Asia | China | Yunnan Province | Honghe | Gejiu – Living on the Gejiu City Communist Party’s generosity
Living on the Gejiu City Communist Party’s generosity, riding in a police car for the first time in my life, visit to the poorest village around gejiu, what Gejiu people thought of Americans…it was five days of information overload for my little brain.
Gejiu is my dad’s second hometown, so i came with a similar mentality as those who want to trace their roots. it used to be (or might still be) the second biggest city in yunnan, but i couldn’t tell that at all from it appearance. the city is squeezed betwen two hills, lao yin shan and lao yang shan. lao yin shan sits in the east and is quite high, so the sun always rises an hour or so later in gejiu (yin in chinese means cloudy). the city flourished in the middle of last century for its tin mines and my grandfather relocated there in the 50s to work in the mines as an engineer. stuck in the mountains, the only way to reach the outside used to be by the narrowest PASS in the world, not much wider than a cable car, the pass ran for a stretch of about 20km. the rail tracks were eventually abandoned in the 70s when the road was built. as the resources disappeared, the city gradually went into recession and a lot of people were laid off from work.
nowadays it reminds me of any other small cities in china that’s stuck in the urbanization process. everthing is new, yet built so quickly and with such poor quality. there is still this one street with pre-communist old buildings that had the typical gray tile roofs, and there are some communist era buildings built in the 50s along the slopes of lao yan san, skyscrapers still under scaffolding and rising higher than lao yan shan. my dad walked around and gasped and awed at the changes. he pointed to the department store and said, ‘this used to be the most glamorous building in the city when i was here. back then it had 3 stories.’ nowadays it stands at 7 stories. his old house used to stand on the top of the hill on lao yang shan. now it’s replaced with a nine-story residential building (w/o elevator), and the part of the hill where the old house used to stand has been reduced to flat ground.

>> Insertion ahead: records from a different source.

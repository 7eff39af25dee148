// File: src/total_price.rs
// Purpose: Cross-field rule: price * quantity must reach a minimum total

use rusty_binding::{BindingResult, Value};

use crate::item::Priced;

/// Object error code recorded when the total is too low.
pub const TOTAL_PRICE_CODE: &str = "totalPrice";

/// `price * quantity`, or `None` while either is missing.
pub fn total_price(target: &impl Priced) -> Option<i64> {
    Some(i64::from(target.price()?) * i64::from(target.quantity()?))
}

/// Arguments are `[minimum, actual]`.
pub fn total_price_arguments(minimum: i64, actual: i64) -> Vec<Value> {
    vec![Value::Int(minimum), Value::Int(actual)]
}

/// Reject the whole object when the total is below `minimum`. Skipped
/// while either number is missing; those fields report their own errors.
pub fn check_total_price(target: &impl Priced, minimum: i64, errors: &mut BindingResult) {
    if let Some(total) = total_price(target) {
        if total < minimum {
            errors.reject_with(TOTAL_PRICE_CODE, total_price_arguments(minimum, total), None);
        }
    }
}

#[cfg(test)]
mod tests {
    use super::*;
    use crate::item::Item;
    use pretty_assertions::assert_eq;
    use rstest::rstest;

    #[test]
    fn test_low_total_is_one_object_error() {
        let item = Item::new("pen", 100, 1);
        let mut errors = BindingResult::for_target("item", &item);
        check_total_price(&item, 10_000, &mut errors);

        assert_eq!(errors.error_count(), 1);
        let error = errors.global_error().unwrap();
        assert_eq!(error.code(), Some("totalPrice"));
        assert_eq!(error.codes, vec!["totalPrice.item", "totalPrice"]);
        assert_eq!(error.arguments, vec![Value::Int(10_000), Value::Int(100)]);
    }

    #[rstest]
    #[case(Some(1000), Some(10), false)]
    #[case(Some(999), Some(10), true)]
    #[case(None, Some(10), false)]
    #[case(Some(500), None, false)]
    fn test_threshold(#[case] price: Option<i32>, #[case] quantity: Option<i32>, #[case] rejected: bool) {
        let item = Item {
            price,
            quantity,
            ..Item::default()
        };
        let mut errors = BindingResult::new("item");
        check_total_price(&item, 10_000, &mut errors);
        assert_eq!(errors.has_global_errors(), rejected);
    }

    #[test]
    fn test_large_totals_do_not_overflow() {
        let item = Item::new("crate", i32::MAX, i32::MAX);
        assert_eq!(total_price(&item), Some(i64::from(i32::MAX) * i64::from(i32::MAX)));
    }
}
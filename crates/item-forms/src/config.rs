// File: src/config.rs
// Purpose: Configuration parsing from item-forms.toml

use anyhow::{Context, Result};
use rusty_binding::{CodeFormat, MessageCodesResolver, MessageSource};
use serde::{Deserialize, Serialize};
use std::fs;
use std::path::{Path, PathBuf};

/// Catalogs compiled into the crate, used when no file overrides them.
const EMBEDDED_CATALOGS: &[(&str, &str)] = &[
    ("messages", include_str!("../resources/messages.properties")),
    ("errors", include_str!("../resources/errors.properties")),
];

/// Application configuration
#[derive(Debug, Clone, Serialize, Deserialize, Default)]
pub struct Config {
    #[serde(default)]
    pub messages: MessagesConfig,

    #[serde(default)]
    pub rules: ItemRules,
}

/// Message catalog configuration
#[derive(Debug, Clone, Serialize, Deserialize)]
pub struct MessagesConfig {
    /// Directory searched for `{basename}.properties` (default: "resources")
    #[serde(default = "default_messages_dir")]
    pub dir: String,

    /// Catalogs in lookup order; earlier ones win on duplicate keys
    #[serde(default = "default_basenames")]
    pub basenames: Vec<String>,

    #[serde(default)]
    pub code_format: CodeFormat,

    /// Prepended to every generated message code
    #[serde(default)]
    pub code_prefix: String,
}

/// Business limits for items
#[derive(Debug, Clone, Copy, PartialEq, Eq, Serialize, Deserialize)]
pub struct ItemRules {
    #[serde(default = "default_price_min")]
    pub price_min: i64,

    #[serde(default = "default_price_max")]
    pub price_max: i64,

    #[serde(default = "default_quantity_max")]
    pub quantity_max: i64,

    /// Lower bound for price * quantity
    #[serde(default = "default_min_total_price")]
    pub min_total_price: i64,
}

// Default values
fn default_messages_dir() -> String {
    "resources".to_string()
}

fn default_basenames() -> Vec<String> {
    vec!["messages".to_string(), "errors".to_string()]
}

fn default_price_min() -> i64 {
    1000
}

fn default_price_max() -> i64 {
    1_000_000
}

fn default_quantity_max() -> i64 {
    9999
}

fn default_min_total_price() -> i64 {
    10_000
}

impl Default for MessagesConfig {
    fn default() -> Self {
        Self {
            dir: default_messages_dir(),
            basenames: default_basenames(),
            code_format: CodeFormat::default(),
            code_prefix: String::new(),
        }
    }
}

impl Default for ItemRules {
    fn default() -> Self {
        Self {
            price_min: default_price_min(),
            price_max: default_price_max(),
            quantity_max: default_quantity_max(),
            min_total_price: default_min_total_price(),
        }
    }
}

impl MessagesConfig {
    pub fn codes_resolver(&self) -> MessageCodesResolver {
        MessageCodesResolver::new()
            .with_format(self.code_format)
            .with_prefix(self.code_prefix.clone())
    }

    /// Build the catalog: per basename, the file in `dir` if present,
    /// otherwise the embedded catalog of that name.
    pub fn message_source(&self) -> Result<MessageSource> {
        let mut source = MessageSource::new();
        for basename in &self.basenames {
            let path = PathBuf::from(&self.dir).join(format!("{}.properties", basename));
            let catalog = if path.exists() {
                tracing::debug!("Loading message catalog {:?}", path);
                MessageSource::load(&path)?
            } else if let Some((_, content)) = EMBEDDED_CATALOGS.iter().find(|(name, _)| *name == basename.as_str()) {
                MessageSource::from_properties(content)
            } else {
                anyhow::bail!("No message catalog named '{}' in {:?}", basename, self.dir);
            };
            source.merge(catalog);
        }
        tracing::debug!("Message source ready with {} entries", source.len());
        Ok(source)
    }
}

impl Config {
    /// Load configuration from item-forms.toml
    pub fn load(path: impl AsRef<Path>) -> Result<Self> {
        let path = path.as_ref();

        // If file doesn't exist or is empty, return default config
        if !path.exists() {
            return Ok(Self::default());
        }

        let content = fs::read_to_string(path)
            .with_context(|| format!("Failed to read config file: {:?}", path))?;

        if content.trim().is_empty() {
            return Ok(Self::default());
        }

        let config: Config = toml::from_str(&content)
            .with_context(|| format!("Failed to parse config file: {:?}", path))?;

        Ok(config)
    }

    /// Load configuration from default path (./item-forms.toml)
    pub fn load_default() -> Result<Self> {
        Self::load("item-forms.toml")
    }
}

#[cfg(test)]
mod tests {
    use super::*;

    #[test]
    fn test_default_config() {
        let config = Config::default();
        assert_eq!(config.rules.price_min, 1000);
        assert_eq!(config.rules.price_max, 1_000_000);
        assert_eq!(config.rules.quantity_max, 9999);
        assert_eq!(config.rules.min_total_price, 10_000);
        assert_eq!(config.messages.basenames, vec!["messages", "errors"]);
        assert_eq!(config.messages.code_format, CodeFormat::PrefixErrorCode);
    }

    #[test]
    fn test_empty_config() {
        let config = toml::from_str::<Config>("").unwrap_or_default();
        assert_eq!(config.rules.quantity_max, 9999);
        assert_eq!(config.messages.dir, "resources");
    }

    #[test]
    fn test_custom_rules_and_codes() {
        let toml = r#"
            [messages]
            code_format = "postfix_error_code"
            code_prefix = "validation."

            [rules]
            quantity_max = 100
        "#;
        let config: Config = toml::from_str(toml).unwrap();
        assert_eq!(config.rules.quantity_max, 100);
        assert_eq!(config.rules.price_min, 1000);
        assert_eq!(
            config.messages.codes_resolver().resolve("max", "item", None, None),
            vec!["validation.item.max", "validation.max"]
        );
    }

    #[test]
    fn test_missing_file_gives_defaults() {
        let config = Config::load("does/not/exist.toml").unwrap();
        assert_eq!(config.rules.min_total_price, 10_000);
    }

    #[test]
    fn test_embedded_catalogs() {
        let config = MessagesConfig {
            dir: "does/not/exist".to_string(),
            ..MessagesConfig::default()
        };
        let source = config.message_source().unwrap();
        assert!(source.contains("item.itemName"));
        assert!(source.contains("totalPrice"));

        let unknown = MessagesConfig {
            dir: "does/not/exist".to_string(),
            basenames: vec!["labels".to_string()],
            ..MessagesConfig::default()
        };
        assert!(unknown.message_source().is_err());
    }
}
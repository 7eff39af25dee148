// File: src/error.rs
// Purpose: Programmer and configuration errors (validation failures are never errors)

/// Misuse of the engine. These surface at startup or at the offending call,
/// never as a recorded validation failure.
#[derive(Debug, thiserror::Error)]
pub enum Error {
    #[error("Invalid target for validator [{validator}]: {target}")]
    UnsupportedTarget {
        validator: String,
        target: String,
    },

    #[error("Error object name '{error}' does not match binding result object name '{expected}'")]
    ObjectNameMismatch { expected: String, error: String },

    #[error("Invalid constraint on field '{field}': {reason}")]
    InvalidConstraint { field: String, reason: String },

    #[error("Unreadable payload: {0}")]
    Unreadable(#[from] serde_json::Error),
}

impl Error {
    pub(crate) fn invalid_constraint(field: &str, reason: impl Into<String>) -> Self {
        Error::InvalidConstraint {
            field: field.to_string(),
            reason: reason.into(),
        }
    }
}
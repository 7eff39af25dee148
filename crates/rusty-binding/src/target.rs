// File: src/target.rs
// Purpose: Field metadata and access for objects that can be bound and validated

use std::str::FromStr;

use crate::value::Value;

/// Declared type of a bindable field. The type name feeds the
/// `code.Type` message-code candidate.
#[derive(Debug, Clone, Copy, PartialEq, Eq)]
pub enum FieldKind {
    Text,
    Integer,
    Long,
}

impl FieldKind {
    pub fn type_name(self) -> &'static str {
        match self {
            FieldKind::Text => "String",
            FieldKind::Integer => "Integer",
            FieldKind::Long => "Long",
        }
    }

    pub fn is_numeric(self) -> bool {
        matches!(self, FieldKind::Integer | FieldKind::Long)
    }
}

#[derive(Debug, Clone, Copy, PartialEq, Eq)]
pub struct FieldSpec {
    pub name: &'static str,
    pub kind: FieldKind,
}

impl FieldSpec {
    pub const fn text(name: &'static str) -> Self {
        Self { name, kind: FieldKind::Text }
    }

    pub const fn integer(name: &'static str) -> Self {
        Self { name, kind: FieldKind::Integer }
    }

    pub const fn long(name: &'static str) -> Self {
        Self { name, kind: FieldKind::Long }
    }
}

/// Why a raw parameter could not be applied to a field.
#[derive(Debug, Clone, Copy, PartialEq, Eq)]
pub enum BindFailure {
    UnknownField,
    TypeMismatch,
}

/// An object whose fields can be read by name, and written from raw form text.
///
/// `FIELDS` is in declaration order; constraint evaluation and binding both
/// follow it, which fixes the order errors are reported in.
pub trait Bindable: 'static {
    const FIELDS: &'static [FieldSpec];

    /// Current value of a field, `None` for an unknown field.
    fn field_value(&self, field: &str) -> Option<Value>;

    /// Apply submitted text to a field.
    fn bind_field(&mut self, field: &str, raw: &str) -> Result<(), BindFailure>;

    fn field_spec(field: &str) -> Option<&'static FieldSpec> {
        Self::FIELDS.iter().find(|spec| spec.name == field)
    }
}

/// Numeric conversion: blank input binds to null, anything unparsable is a
/// type mismatch.
pub fn parse_number<N: FromStr>(raw: &str) -> Result<Option<N>, BindFailure> {
    let trimmed = raw.trim();
    if trimmed.is_empty() {
        return Ok(None);
    }
    trimmed.parse().map(Some).map_err(|_| BindFailure::TypeMismatch)
}

/// Text binds as submitted, including the empty string.
pub fn bind_text(raw: &str) -> Option<String> {
    Some(raw.to_string())
}
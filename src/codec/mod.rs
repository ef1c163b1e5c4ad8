// SPDX-FileCopyrightText: 2025 Semiotic AI, Inc.
//
// SPDX-License-Identifier: Apache-2.0
//! Value codecs between domain types and field elements
//!
//! This module contains the pure conversion layer of the SDK: packing
//! strings into 31-byte field-element chunks (and back), and splitting
//! 256-bit token identifiers into the low/high halves Starknet contracts
//! expect. Everything here is synchronous and side-effect free.

mod felt;
mod uint256;

pub use felt::{
    bytes_to_felt, encode_short_string, felt_to_bytes, felt_to_hex, felts_to_string,
    hex_to_ascii, string_to_felts, MAX_BYTES_PER_FELT,
};
pub use uint256::{parse_token_id, split_token_id, Uint256Parts};
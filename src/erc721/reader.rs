use alloy_primitives::U256;
use bon::Builder;
use starknet::core::types::Felt;

use crate::calls::ContractCall;
use crate::codec::{felt_to_hex, felts_to_string, split_token_id};
use crate::error::{Erc721Error, Result};
use crate::traits::CallClient;

use super::{ENTRYPOINT_NAME, ENTRYPOINT_SYMBOL, ENTRYPOINT_TOKEN_URI};

/// Read-only queries against a deployed ERC-721 contract.
///
/// Responses come back as raw felt sequences and are decoded through the
/// codec: name and symbol are single short-string felts, the token URI is
/// a length-prefixed chunk sequence.
#[derive(Builder, Clone, Debug)]
pub struct Erc721Reader<R> {
    contract_address: Felt,
    client: R,
}

impl<R> Erc721Reader<R>
where
    R: CallClient,
{
    /// The ERC-721 contract address all queries target.
    pub fn contract_address(&self) -> Felt {
        self.contract_address
    }

    /// Returns the contract name.
    pub async fn name(&self) -> Result<String> {
        self.short_string_query(ENTRYPOINT_NAME).await
    }

    /// Returns the contract symbol.
    pub async fn symbol(&self) -> Result<String> {
        self.short_string_query(ENTRYPOINT_SYMBOL).await
    }

    /// Returns the token URI of `token_id`, decoded from its on-chain
    /// chunk representation.
    pub async fn token_uri(&self, token_id: U256) -> Result<String> {
        let parts = split_token_id(token_id);
        let call = ContractCall::new(
            self.contract_address,
            ENTRYPOINT_TOKEN_URI,
            parts.to_calldata().to_vec(),
        );
        let response = self.client.call(&call).await?;
        decode_uri_response(&response)
    }

    async fn short_string_query(&self, entrypoint: &'static str) -> Result<String> {
        let call = ContractCall::new(self.contract_address, entrypoint, vec![]);
        let response = self.client.call(&call).await?;
        let felt = response.first().ok_or_else(|| Erc721Error::MalformedHex {
            reason: format!("{entrypoint} returned an empty response"),
        })?;
        felts_to_string(std::slice::from_ref(felt))
    }
}

/// Decodes a `[len, chunk...]` token URI response into the URI string.
fn decode_uri_response(response: &[Felt]) -> Result<String> {
    let (len, chunks) = response
        .split_first()
        .ok_or_else(|| Erc721Error::MalformedHex {
            reason: "token URI response is empty".to_string(),
        })?;
    if Felt::from(chunks.len() as u64) != *len {
        return Err(Erc721Error::MalformedHex {
            reason: format!(
                "token URI length prefix {} does not match {} chunks",
                felt_to_hex(len),
                chunks.len()
            ),
        });
    }
    felts_to_string(chunks)
}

like every other part of china, ge jiu is also partially westernized in a weird way. bleached hair, loose jeans, and tight halter tops are not uncommon among the trendy youth, whereas the older people standing next to them still wore Mao hats. not developed enough to attract a McDonald’s or KFC,ge jiu came up with its own alternative–Mekinmu, a fast food restaurant with golden curvy lines on its big red banner and sells fried chicken. according to dad, nothing has changed about the people. they still walked about with a non-chalant and relaxed air.
we met up with uncle Li, a high school friend of my uncle’s who were asked to help us find lodging. he is now one of the communist party members in charge of gejiu’s legal institution. and like the ge jiu people we had heard about before, he was friendly, almost to a degree that made us feel guilty. as we went to the reception desk to pay, he held us back and said, ‘don’t worry about it. we’ ve already taken care of that.’
‘What do you mean?’
‘this hotel belongs to the city government. no one we bring here needs to pay.’
‘but we are here for personal reasons and are not guests of the government.’ dad got a little nervous at the thought of being linked to the government, ‘don’t you have any privately owned places?’
‘no! i would not be a good host if i let you pay.’ he was blocking my dad’s way with his arms. Dad finally lost in the physical struggle and gave in, ‘fine. we’ll stay here tonight. but please find us another place tomorrow where we do have to pay.’
Uncle Li calmed down at our concession.
as we walked back to the hotel from dinner, ge jiu was swinging in its night life. in the narrow alleyways, dim yellow light shone in a ma jong bar near the train station as four men sat around a square table, playing their night away. the train station has been shut for years and stood lonely in the faint music floating out of the windows of the nearby karaoke bars. the old tracks ended abruptly at the base of the building, their past glory no longer remembered.